UN aid chief Martin Griffiths said during a visit to Aleppo in northern Syria on Monday that the rescue phase was “coming to a close”, switching to providing immediate shelter, food, schooling and psychological care.

State broadcaster TRT reported that about 176 hours after the first earthquake, a woman named Serap Donmez was pulled alive from a collapsed apartment block in Antakya by search and rescue teams from Turkey and Oman.

Another woman was rescued in southern Gaziantep province hours earlier, CNN Turk reports. Officials said a 35-year-old man was rescued from the rubble of a building in the city of Adiyaman.

Rescue workers in Kahramanmaras said they had contact with a grandmother, mother and child trapped in one room of the three-story building, while a fourth person was possibly in another room. They said they were trying to breach a wall to reach survivors but a column was delaying them.

Members of a Spanish rescue team, Turkish military and police search teams were working in the building, which was largely intact.

A Turkish army soldier told Reuters: “We don’t know if they are alive or not. We only saw heat from thermal cameras, but they didn’t make any sound.”
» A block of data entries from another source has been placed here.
use std::io::{BufRead, Write};

use core_types::{ConfirmationInput, DeletionOutcome, ScriptCatalog, ScriptDescriptor};
use flume::Sender;

use crate::controller::ShellMsg;

/// Boundary to the interaction layer.
///
/// The controller is the only component that talks to a display; everything
/// behind this trait (layout, colors, widget toolkit) is replaceable.
pub trait DisplayPort: Send + Sync {
    fn show_catalog(&self, catalog: &ScriptCatalog);
    fn show_preview(&self, descriptor: &ScriptDescriptor, contents: &str);
    fn show_message(&self, text: &str);
    fn show_error(&self, text: &str);
    fn show_outcome(&self, outcome: &DeletionOutcome);
}

/// Plain line-oriented console display.
#[derive(Debug, Clone, Copy, Default)]
pub struct ConsoleDisplay;

impl ConsoleDisplay {
    pub fn new() -> Self {
        Self
    }
}

impl DisplayPort for ConsoleDisplay {
    fn show_catalog(&self, catalog: &ScriptCatalog) {
        if catalog.is_empty() {
            println!("No assignments found.");
            return;
        }
        println!("Assignments:");
        for (index, descriptor) in catalog.iter().enumerate() {
            println!("  [{}] {}", index, descriptor.display_name);
        }
    }

    fn show_preview(&self, descriptor: &ScriptDescriptor, contents: &str) {
        println!("--- {} ---", descriptor.path.display());
        println!("{}", contents);
        println!("--- end ---");
    }

    fn show_message(&self, text: &str) {
        println!("{}", text);
    }

    fn show_error(&self, text: &str) {
        eprintln!("error: {}", text);
    }

    fn show_outcome(&self, outcome: &DeletionOutcome) {
        match outcome {
            DeletionOutcome::MovedToTrash { mechanism } => {
                println!(
                    "Project folder moved to trash via {}. Restore it from there if needed.",
                    mechanism
                );
            }
            DeletionOutcome::RenamedFallback { new_path } => {
                println!(
                    "Trash was not available. Nothing was permanently removed; the folder was renamed to {}. Delete it manually when ready.",
                    new_path.display()
                );
            }
            DeletionOutcome::Aborted { reason } => {
                println!("Uninstall aborted: {}", reason);
            }
            DeletionOutcome::Failed { reason } => {
                eprintln!("Uninstall failed: {}", reason);
            }
        }
    }
}

/// Reads commands from stdin and feeds them to the event loop.
///
/// Runs on its own thread because stdin is blocking; everything it does is
/// translated into [`ShellMsg`] values, never direct component calls. The
/// two-step uninstall confirmation is collected here in full before a single
/// request message is sent.
pub fn run_input_loop(tx: Sender<ShellMsg>, project_folder_name: String) {
    let stdin = std::io::stdin();
    let mut input = stdin.lock();
    print_help();
    prompt();
    loop {
        let mut line = String::new();
        match input.read_line(&mut line) {
            Ok(0) | Err(_) => break,
            Ok(_) => {}
        }
        let trimmed = line.trim();
        let mut parts = trimmed.splitn(2, ' ');
        let command = parts.next().unwrap_or("");
        let argument = parts.next().map(str::trim);

        let message = match (command, argument) {
            ("", _) => None,
            ("help", _) => {
                print_help();
                None
            }
            ("list", _) | ("refresh", _) => Some(ShellMsg::CatalogRequested),
            ("preview", Some(index)) => index.parse::<usize>().ok().map(ShellMsg::PreviewRequested),
            ("run", Some(index)) => index.parse::<usize>().ok().map(ShellMsg::RunRequested),
            ("uninstall", _) => Some(ShellMsg::UninstallRequested {
                inputs: collect_uninstall_confirmation(&mut input, &project_folder_name),
            }),
            ("quit", _) | ("exit", _) => Some(ShellMsg::Quit),
            _ => {
                println!("Unknown command: {}", trimmed);
                None
            }
        };
        let quitting = matches!(message, Some(ShellMsg::Quit));
        if let Some(message) = message {
            if tx.send(message).is_err() {
                break;
            }
        }
        if quitting {
            break;
        }
        prompt();
    }
    // stdin closed; let the loop wind down.
    let _ = tx.send(ShellMsg::Quit);
}

/// Two-step confirmation: an explicit warning the user must accept, then the
/// exact project folder name typed back.
fn collect_uninstall_confirmation(
    input: &mut impl BufRead,
    project_folder_name: &str,
) -> Vec<ConfirmationInput> {
    println!("WARNING: the entire project folder will move to the trash.");
    println!("If trash is unavailable the folder will be renamed (DELETE_ME_).");
    println!("System tools are never modified.");
    print!("Type 'ok' to continue: ");
    let _ = std::io::stdout().flush();

    let mut answer = String::new();
    if input.read_line(&mut answer).is_err() || answer.trim() != "ok" {
        return vec![ConfirmationInput::Cancel];
    }

    print!(
        "Type the project folder name to confirm: {} ",
        project_folder_name
    );
    let _ = std::io::stdout().flush();
    let mut typed = String::new();
    if input.read_line(&mut typed).is_err() {
        return vec![ConfirmationInput::Proceed, ConfirmationInput::Cancel];
    }
    vec![
        ConfirmationInput::Proceed,
        ConfirmationInput::TypedText(typed.trim_end_matches(['\r', '\n']).to_string()),
    ]
}

fn print_help() {
    println!("Commands: list | preview <n> | run <n> | uninstall | quit");
}

fn prompt() {
    print!("> ");
    let _ = std::io::stdout().flush();
}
Turkey’s Disaster and Emergency Management Authority said 31,643 people have died in the deadliest earthquake in Turkey since 1939. A UN agency said that as of Sunday, more than 4,300 people were reported killed and 7,600 wounded in northwestern Syria.

The earthquake is now the sixth deadliest natural disaster of this century after the 2005 earthquake that killed at least 73,000 people in Pakistan.

syria aid

In Syria, the disaster hit hardest in the rebel-held northwest, again rendering homeless many people who had already been displaced several times before by a decade-long civil war. The sector has received very little aid as compared to the government-held areas.

The UN’s Griffiths said, “What’s most amazing here is that even in Aleppo, which has suffered so much over the years, this moment, that moment … was the worst these people had experienced.”

The people of the region have “failed”, he said in an earlier Twitter post.

Currently only one crossing on the Turkey-Syria border is open for UN aid supplies. Griffiths said the UN would receive assistance moving from government-held areas in Syria to the rebel-held northwest.

The United States calls on the Syrian government and all parties to provide immediate humanitarian assistance to all in need.

A UN spokesman said earthquake aid from government-held areas in the region controlled by hardline opposition groups has been stalled by approval issues with the Islamist group Hayat Tahrir al-Sham (HTS), which controls the region. Is.

An HTS source in Idlib told Reuters the group would not allow any shipments from government-held areas and that aid would come from Turkey in the north.

The UN has said it is hoping to open an additional two border points.

security concerns

Residents and aid workers in several Turkish cities have cited deteriorating security conditions, with widespread accounts of businesses looted and collapsed homes.

In southern Turkey’s Antakya, one of the worst-affected cities, business owners emptied their shops on Sunday to prevent looters from stealing goods.

Turkey’s Health Minister Fahrettin Koca said over the weekend that rabies and tetanus vaccines had been sent to the quake zone and that mobile pharmacies had begun operating there, amid concerns about sanitation and the spread of infection in the area.

Turkish President Tayyip Erdogan has said the government will deal firmly with looters, as he faces questions over his response to the earthquake ahead of elections in June that are expected to be his toughest in his two decades in power. hopefully.

Turkey said on Sunday some 80,000 people were in hospital and more than one million were in temporary shelters.

(Except for the headline, this story has not been edited by NDTV staff and is published from a syndicated feed.)